# LIVE Video Fishing Report – 6/22/09



## HaMm3r (Dec 11, 2006)

Do any of you remember when tom_in_orl shared his SPOT GPS page so we could track his Flamingo fishing trip live over the web? Well, that was pretty darn cool, I thought. So cool in fact, that over the past week I’ve been experimenting with streaming live video from my Blackberry directly to a web server on the internet. For the most part, it works pretty well. I’ve done several short clips and the quality isn’t too bad, although it can get a bit choppy when the signal strength is low.

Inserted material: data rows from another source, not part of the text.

//! Output formatting for converted meeting times.
//!
//! This module provides:
//! - [`format_localized`]: the fixed display pattern for each [`Language`]
//! - [`render_message`]: the shareable invitation text (Spanish or English)
//! - [`render_results`]: the on-screen results view, as a table or cards
//! - [`JsonOutput`]: machine-readable output for `--json`
//!
//! # Example
//!
//! ```rust
//! use meetzone_core::{convert, render_message, Language, MeetingSpec, Registry};
//! use chrono::{NaiveDate, NaiveTime};
//!
//! let mut registry = Registry::new();
//! registry.add("Ana", chrono_tz::America::New_York).unwrap();
//!
//! let spec = MeetingSpec {
//!     title: "Sync".to_string(),
//!     date: NaiveDate::from_ymd_opt(2025, 11, 22).unwrap(),
//!     time: NaiveTime::from_hms_opt(15, 0, 0).unwrap(),
//!     base_timezone: chrono_tz::America::Buenos_Aires,
//!     language: Language::En,
//! };
//!
//! let set = convert(&spec, registry.list()).unwrap();
//! let message = render_message(&set);
//! assert!(message.contains("Saturday, November 22, 2025 – 1:00 PM"));
//! ```

use std::fmt::Write as _;

use chrono::{DateTime, Locale};
use chrono_tz::Tz;
use serde::{Deserialize, Serialize};

use crate::convert::{Conversion, ConversionSet};
use crate::meeting::Language;


const SPANISH_PATTERN: &str = "%A, %-d de %B de %Y – %H:%M";
const ENGLISH_PATTERN: &str = "%A, %B %-d, %Y – %-I:%M %p";
const RULE: &str = "_____________________________________________";

/// Formats an instant in its own zone using the language's display pattern.
///
/// - `es`: `sábado, 22 de noviembre de 2025 – 15:00`
/// - `en`: `Saturday, November 22, 2025 – 3:00 PM`
pub fn format_localized(instant: &DateTime<Tz>, language: Language) -> String {
    match language {
        Language::Es => instant
            .format_localized(SPANISH_PATTERN, Locale::es_ES)
            .to_string(),
        Language::En => instant.format(ENGLISH_PATTERN).to_string(),
    }
}

/// Renders the invitation message in the set's language.
pub fn render_message(set: &ConversionSet) -> String {
    match set.language {
        Language::Es => render_spanish_message(set),
        Language::En => render_english_message(set),
    }
}

/// Renders the Spanish invitation message.
pub fn render_spanish_message(set: &ConversionSet) -> String {
    let mut message = format!(
        "Hola,\n\n\
         Te comparto los detalles de nuestra reunión: \"{}\".\n\n\
         {RULE}\n\n\
         Fecha y hora de referencia:\n\
         {}\n\
         {}\n\n\
         Horario para cada participante:\n\n",
        set.title, set.base_formatted, set.base_city
    );
    push_participants(&mut message, &set.conversions);
    let _ = write!(
        message,
        "{RULE}\n\n\
         Si ves algún error en tu horario local, por favor avísame.\n\n\
         ¡Nos vemos en la reunión!"
    );
    message
}

/// Renders the English invitation message.
pub fn render_english_message(set: &ConversionSet) -> String {
    let mut message = format!(
        "Hi,\n\n\
         Here are the details for our meeting: \"{}\".\n\n\
         {RULE}\n\n\
         Reference date and time:\n\
         {}\n\
         {}\n\n\
         Local time for each participant:\n\n",
        set.title, set.base_formatted, set.base_city
    );
    push_participants(&mut message, &set.conversions);
    let _ = write!(
        message,
        "{RULE}\n\n\
         If you notice any issue with your local time, please let me know.\n\n\
         Looking forward to our meeting!"
    );
    message
}

fn push_participants(message: &mut String, conversions: &[Conversion]) {
    for conv in conversions {
        let _ = write!(
            message,
            "- {}\n  {}\n  {}\n\n",
            conv.participant.name, conv.formatted, conv.city
        );
    }
}

/// Layout of the results view.
#[derive(Debug, Clone, Copy, PartialEq, Eq, Default, Serialize, Deserialize)]
#[serde(rename_all = "snake_case")]
pub enum ResultsLayout {
    /// Aligned columns (wide terminals).
    #[default]
    Table,
    /// One block per participant (narrow terminals).
    Cards,
}

/// Renders the results view: the base time header followed by every
/// participant's local time.
pub fn render_results(set: &ConversionSet, layout: ResultsLayout) -> String {
    let mut out = format!(
        "Hora base: {} ({})\n\n",
        set.base_formatted, set.base_city
    );
    match layout {
        ResultsLayout::Table => push_table(&mut out, &set.conversions),
        ResultsLayout::Cards => push_cards(&mut out, &set.conversions),
    }
    out
}

fn push_table(out: &mut String, conversions: &[Conversion]) {
    const HEADERS: [&str; 3] = ["Participante", "Ubicación", "Hora local"];

    let name_width = column_width(
        HEADERS[0],
        conversions.iter().map(|c| c.participant.name.as_str()),
    );
    let city_width = column_width(HEADERS[1], conversions.iter().map(|c| c.city.as_str()));
    let time_width = column_width(HEADERS[2], conversions.iter().map(|c| c.formatted.as_str()));

    let _ = writeln!(
        out,
        "{:<name_width$}  {:<city_width$}  {}",
        HEADERS[0], HEADERS[1], HEADERS[2]
    );
    let _ = writeln!(
        out,
        "{}  {}  {}",
        "-".repeat(name_width),
        "-".repeat(city_width),
        "-".repeat(time_width)
    );
    for conv in conversions {
        let _ = writeln!(
            out,
            "{:<name_width$}  {:<city_width$}  {}",
            conv.participant.name, conv.city, conv.formatted
        );
    }
}

fn push_cards(out: &mut String, conversions: &[Conversion]) {
    for (i, conv) in conversions.iter().enumerate() {
        if i > 0 {
            out.push('\n');
        }
        let _ = writeln!(out, "{} · {}", conv.participant.name, conv.city);
        let _ = writeln!(out, "  {}", conv.formatted);
    }
}

/// Width in characters of the widest cell, header included.
fn column_width<'a>(header: &str, cells: impl Iterator<Item = &'a str>) -> usize {
    cells
        .map(|c| c.chars().count())
        .chain(std::iter::once(header.chars().count()))
        .max()
        .unwrap_or(0)
}

/// JSON output format for machine consumption.
#[derive(Debug, Clone, Serialize, Deserialize)]
pub struct JsonOutput {
    pub title: String,
    pub language: Language,
    pub base: JsonTime,
    pub participants: Vec<JsonParticipant>,
    /// Number of participants converted.
    pub count: usize,
}

/// A zoned instant in JSON format.
#[derive(Debug, Clone, Serialize, Deserialize)]
pub struct JsonTime {
    pub timezone: String,
    pub city: String,
    /// RFC 3339 timestamp with the zone's offset.
    pub local_time: String,
    pub formatted: String,
}

/// A single participant's conversion in JSON format.
#[derive(Debug, Clone, Serialize, Deserialize)]
pub struct JsonParticipant {
    pub id: u64,
    pub name: String,
    #[serde(flatten)]
    pub time: JsonTime,
}

impl From<&ConversionSet> for JsonOutput {
    fn from(set: &ConversionSet) -> Self {
        let participants: Vec<JsonParticipant> = set
            .conversions
            .iter()
            .map(|conv| JsonParticipant {
                id: conv.participant.id.get(),
                name: conv.participant.name.clone(),
                time: JsonTime {
                    timezone: conv.participant.timezone_name().to_string(),
                    city: conv.city.clone(),
                    local_time: conv.local.to_rfc3339(),
                    formatted: conv.formatted.clone(),
                },
            })
            .collect();

        Self {
            title: set.title.clone(),
            language: set.language,
            base: JsonTime {
                timezone: set.base.timezone().name().to_string(),
                city: set.base_city.clone(),
                local_time: set.base.to_rfc3339(),
                formatted: set.base_formatted.clone(),
            },
            count: participants.len(),
            participants,
        }
    }
}

#[cfg(test)]
mod tests {
    use super::*;
    use chrono::TimeZone;
    use chrono_tz::{America, Europe};

    fn at(tz: Tz, y: i32, m: u32, d: u32, h: u32, min: u32) -> DateTime<Tz> {
        tz.with_ymd_and_hms(y, m, d, h, min, 0).unwrap()
    }

    mod localized {
        use super::*;

        #[test]
        fn spanish_24_hour() {
            let dt = at(America::Buenos_Aires, 2025, 11, 22, 15, 0);
            assert_eq!(
                format_localized(&dt, Language::Es),
                "sábado, 22 de noviembre de 2025 – 15:00"
            );
        }

        #[test]
        fn spanish_accents_and_single_digit_day() {
            let dt = at(Europe::Madrid, 2025, 1, 1, 9, 5);
            assert_eq!(
                format_localized(&dt, Language::Es),
                "miércoles, 1 de enero de 2025 – 09:05"
            );
        }

        #[test]
        fn english_12_hour() {
            let dt = at(America::Buenos_Aires, 2025, 11, 22, 15, 0);
            assert_eq!(
                format_localized(&dt, Language::En),
                "Saturday, November 22, 2025 – 3:00 PM"
            );
        }

        #[test]
        fn english_midnight_and_morning() {
            let dt = at(America::New_York, 2025, 3, 3, 0, 30);
            assert_eq!(
                format_localized(&dt, Language::En),
                "Monday, March 3, 2025 – 12:30 AM"
            );
            let dt = at(America::New_York, 2025, 3, 3, 9, 45);
            assert_eq!(
                format_localized(&dt, Language::En),
                "Monday, March 3, 2025 – 9:45 AM"
            );
        }
    }

    #[test]
    fn column_width_counts_chars() {
        assert_eq!(column_width("Ubicación", ["Tokyo"].into_iter()), 9);
        assert_eq!(column_width("x", ["Zürich"].into_iter()), 6);
    }
}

Tomorrow _(Monday 6/22)_ I’m going fishing and thought I might experiment a bit more and see how feasible this is on the water. For those of you with desk jobs who sit in front of a PC all day, I’ve included a link below. This will open a page to my live video “channel”. If the camera isn’t on, you’ll just see a black video frame. If you leave that window open, it’ll automatically “go live” anytime I turn on the camera. You won’t have to refresh or anything. Maybe you’ll get a few minutes of entertainment out of it, if it works.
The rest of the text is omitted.